>>>>>
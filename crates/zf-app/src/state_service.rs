//! Persist and restore zone mode/target between runs.

use tracing::warn;
use zf_controls::RestoredZone;
use zf_project::{ZoneSnapshotDef, ZoneSnapshotFile};

use crate::error::AppResult;
use crate::runtime_compile::{ZoneRuntime, zone_mode, zone_mode_def};

/// Capture the current mode and target of every zone.
pub fn capture_snapshot(runtime: &ZoneRuntime) -> ZoneSnapshotFile {
    let zones = runtime
        .router
        .zones()
        .filter_map(|controller| {
            let key = runtime.zone_key(controller.id())?;
            let state = controller.state();
            Some(ZoneSnapshotDef {
                zone: key.to_string(),
                mode: zone_mode_def(state.mode),
                target_temperature: state.target_temperature,
            })
        })
        .collect();
    ZoneSnapshotFile { zones }
}

/// Restore zones from a snapshot without evaluating them.
///
/// Entries for zones no longer configured are skipped. Returns the number of
/// zones restored.
pub fn apply_snapshot(runtime: &mut ZoneRuntime, snapshot: &ZoneSnapshotFile) -> AppResult<usize> {
    let mut restored = 0;
    for entry in &snapshot.zones {
        let Ok(id) = runtime.zone_id(&entry.zone) else {
            warn!(zone = %entry.zone, "snapshot entry for unknown zone skipped");
            continue;
        };
        runtime.router.restore(
            id,
            &RestoredZone {
                mode: zone_mode(entry.mode),
                target_temperature: entry.target_temperature,
            },
        )?;
        restored += 1;
    }
    Ok(restored)
}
<<<<<
What is required. Each entry above is to be quoted exactly.

Expected answer.
filename crates/zf-app/src/state_service.rs
//! Persist and restore zone mode/target between runs.

use tracing::warn;
use zf_controls::RestoredZone;
use zf_project::{ZoneSnapshotDef, ZoneSnapshotFile};

use crate::error::AppResult;
use crate::runtime_compile::{ZoneRuntime, zone_mode, zone_mode_def};

/// Capture the current mode and target of every zone.
pub fn capture_snapshot(runtime: &ZoneRuntime) -> ZoneSnapshotFile {
    let zones = runtime
        .router
        .zones()
        .filter_map(|controller| {
            let key = runtime.zone_key(controller.id())?;
            let state = controller.state();
            Some(ZoneSnapshotDef {
                zone: key.to_string(),
                mode: zone_mode_def(state.mode),
                target_temperature: state.target_temperature,
            })
        })
        .collect();
    ZoneSnapshotFile { zones }
}

/// Restore zones from a snapshot without evaluating them.
///
/// Entries for zones no longer configured are skipped. Returns the number of
/// zones restored.
pub fn apply_snapshot(runtime: &mut ZoneRuntime, snapshot: &ZoneSnapshotFile) -> AppResult<usize> {
    let mut restored = 0;
    for entry in &snapshot.zones {
        let Ok(id) = runtime.zone_id(&entry.zone) else {
            warn!(zone = %entry.zone, "snapshot entry for unknown zone skipped");
            continue;
        };
        runtime.router.restore(
            id,
            &RestoredZone {
                mode: zone_mode(entry.mode),
                target_temperature: entry.target_temperature,
            },
        )?;
        restored += 1;
    }
    Ok(restored)
}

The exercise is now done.